Bill Frantz wrote:
At 6:16 PM -0800 4/2/03, Seth David Schoen wrote:

Bill Frantz writes:


The http://cryptome.org/usage-logs.htm URL says:


Low resolution data in most cases is intended to be sufficient for
marketing analyses.  It may take the form of IP addresses that have been
subjected to a one way hash, to refer URLs that exclude information other
than the high level domain, or temporary cookies.

Note that since IPv4 addresses are 32 bits, anyone willing to dedicate a computer for a few hours can reverse a one way hash by exhaustive search.

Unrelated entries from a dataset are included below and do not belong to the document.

//! Engine invocation contract
//!
//! Describes how a job becomes a command line for the external engine. The
//! supervisor owns everything around the command (process group, pipes,
//! working directory); an [`EngineInvocation`] only decides program and
//! arguments.

use std::path::PathBuf;
use tokio::process::Command;
use uuid::Uuid;

use crate::config::EngineConfig;

/// Everything an engine needs to know about one run
#[derive(Debug, Clone)]
pub struct Invocation {
    pub job_id: Uuid,
    pub script_path: PathBuf,
    pub parallelism: u32,
    pub workspace: PathBuf,
    pub output_dir: PathBuf,
}

/// Builds the command that runs the engine for one invocation
pub trait EngineInvocation: Send + Sync {
    fn command(&self, invocation: &Invocation) -> Command;
}

/// Engine described by an executable and an argument template
///
/// Placeholders `{script}`, `{np}`, `{output}`, `{workspace}` and `{job_id}`
/// are substituted in both the arguments and the parallel launcher. The
/// launcher is only used when more than one slot was requested.
#[derive(Debug, Clone)]
pub struct CommandLineEngine {
    config: EngineConfig,
}

impl CommandLineEngine {
    pub fn new(config: EngineConfig) -> Self {
        Self { config }
    }

    /// Program and arguments for an invocation, launcher included
    pub fn argv(&self, invocation: &Invocation) -> Vec<String> {
        let substitute = |template: &String| {
            template
                .replace("{script}", &invocation.script_path.to_string_lossy())
                .replace("{np}", &invocation.parallelism.to_string())
                .replace("{output}", &invocation.output_dir.to_string_lossy())
                .replace("{workspace}", &invocation.workspace.to_string_lossy())
                .replace("{job_id}", &invocation.job_id.to_string())
        };

        let mut argv = Vec::new();
        if invocation.parallelism > 1 {
            argv.extend(self.config.parallel_launcher.iter().map(substitute));
        }
        argv.push(self.config.executable.clone());
        argv.extend(self.config.args.iter().map(substitute));
        argv
    }
}

impl EngineInvocation for CommandLineEngine {
    fn command(&self, invocation: &Invocation) -> Command {
        let argv = self.argv(invocation);
        let mut command = Command::new(&argv[0]);
        command.args(&argv[1..]);
        command
    }
}
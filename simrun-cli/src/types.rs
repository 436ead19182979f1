//! Common types used across CLI modules

use uuid::Uuid;

/// A job given on the command line: a full UUID or an unambiguous prefix
#[derive(Debug, Clone, PartialEq, Eq)]
pub enum IdOrPrefix {
    Full(Uuid),
    Prefix(String),
}

impl IdOrPrefix {
    /// Parses a full UUID when possible, otherwise keeps the lowercased prefix
    pub fn parse(input: &str) -> Self {
        match Uuid::parse_str(input.trim()) {
            Ok(uuid) => IdOrPrefix::Full(uuid),
            Err(_) => IdOrPrefix::Prefix(input.trim().to_lowercase()),
        }
    }

    pub fn as_uuid(&self) -> Option<Uuid> {
        match self {
            IdOrPrefix::Full(uuid) => Some(*uuid),
            IdOrPrefix::Prefix(_) => None,
        }
    }

    /// Whether `id` is this identifier or starts with this prefix
    pub fn matches(&self, id: Uuid) -> bool {
        match self {
            IdOrPrefix::Full(uuid) => *uuid == id,
            IdOrPrefix::Prefix(prefix) => id.to_string().starts_with(prefix.as_str()),
        }
    }
}

impl std::fmt::Display for IdOrPrefix {
    fn fmt(&self, f: &mut std::fmt::Formatter<'_>) -> std::fmt::Result {
        match self {
            IdOrPrefix::Full(uuid) => write!(f, "{}", uuid),
            IdOrPrefix::Prefix(prefix) => write!(f, "{}", prefix),
        }
    }
}

#[cfg(test)]
mod tests {
    use super::*;

    #[test]
    fn test_parse_full_and_prefix() {
        let id = Uuid::new_v4();
        assert_eq!(IdOrPrefix::parse(&id.to_string()), IdOrPrefix::Full(id));
        assert_eq!(IdOrPrefix::parse(" 3F2A "), IdOrPrefix::Prefix("3f2a".to_string()));
    }

    #[test]
    fn test_prefix_matching_ignores_case() {
        let id = Uuid::parse_str("3f2a9c1e-0000-4000-8000-000000000000").unwrap();
        assert!(IdOrPrefix::parse("3F2A").matches(id));
        assert!(!IdOrPrefix::parse("3f2b").matches(id));
        assert!(IdOrPrefix::Full(id).matches(id));
    }
}
//! Validate command handler
//!
//! Runs the engine on a script without submitting it. No orchestrator is
//! started, so this works while another `run` owns the data directory.

use anyhow::{Context, Result};
use clap::Args;
use colored::*;
use simrun_orchestrator::Config;
use simrun_orchestrator::script_check::{ScriptCheck, check_script};
use simrun_orchestrator::supervisor::CommandLineEngine;
use std::path::PathBuf;

#[derive(Debug, Args)]
pub struct ValidateArgs {
    /// Engine input script
    pub script: PathBuf,

    /// Output as JSON
    #[arg(long)]
    pub json: bool,
}

pub async fn handle_validate(args: ValidateArgs, config: Config) -> Result<()> {
    let script = tokio::fs::read_to_string(&args.script)
        .await
        .with_context(|| format!("Failed to read script {}", args.script.display()))?;

    let engine = CommandLineEngine::new(config.engine.clone());
    let verdict = check_script(&engine, &config, &script).await?;

    if args.json {
        println!("{}", serde_json::to_string_pretty(&verdict)?);
    } else {
        print_verdict(&verdict);
    }

    if !verdict.valid {
        anyhow::bail!("{} was rejected by the engine", args.script.display());
    }
    Ok(())
}

fn print_verdict(verdict: &ScriptCheck) {
    if verdict.valid {
        println!("{} {}", "✓".green(), verdict.message);
        return;
    }
    println!("{} {}", "✗".red(), verdict.message.red());
    if let Some(error) = &verdict.error {
        for line in error.lines() {
            println!("  {}", line.dimmed());
        }
    }
}

#[cfg(test)]
mod tests {
    use super::*;

    fn config(data_dir: &std::path::Path) -> Config {
        let mut config = Config::new(data_dir).with_engine("/bin/sh", &["{script}"]);
        config.engine.check_args = Vec::new();
        config
    }

    #[tokio::test]
    async fn test_accepted_script_succeeds() {
        let dir = tempfile::tempdir().unwrap();
        let script = dir.path().join("in.melt");
        std::fs::write(&script, "echo ok\n").unwrap();

        let args = ValidateArgs { script, json: true };
        handle_validate(args, config(&dir.path().join("data"))).await.unwrap();
    }

    #[tokio::test]
    async fn test_rejected_script_is_an_error() {
        let dir = tempfile::tempdir().unwrap();
        let script = dir.path().join("in.bad");
        std::fs::write(&script, "echo 'ERROR: Unknown command' >&2\nexit 1\n").unwrap();

        let args = ValidateArgs { script, json: false };
        let err = handle_validate(args, config(&dir.path().join("data"))).await.unwrap_err();
        assert!(err.to_string().contains("rejected by the engine"));
    }
}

Truncating IPs seems a much more privacy friendly approach.

This problem would be less acute with IPv6 addresses.

I'm skeptical that it will even take "a few hours"; on a 1.5 GHz desktop machine, using "openssl speed", I see about a million hash operations per second. (It depends slightly on which hash you choose.) This is without compiling OpenSSL with processor-specific optimizations.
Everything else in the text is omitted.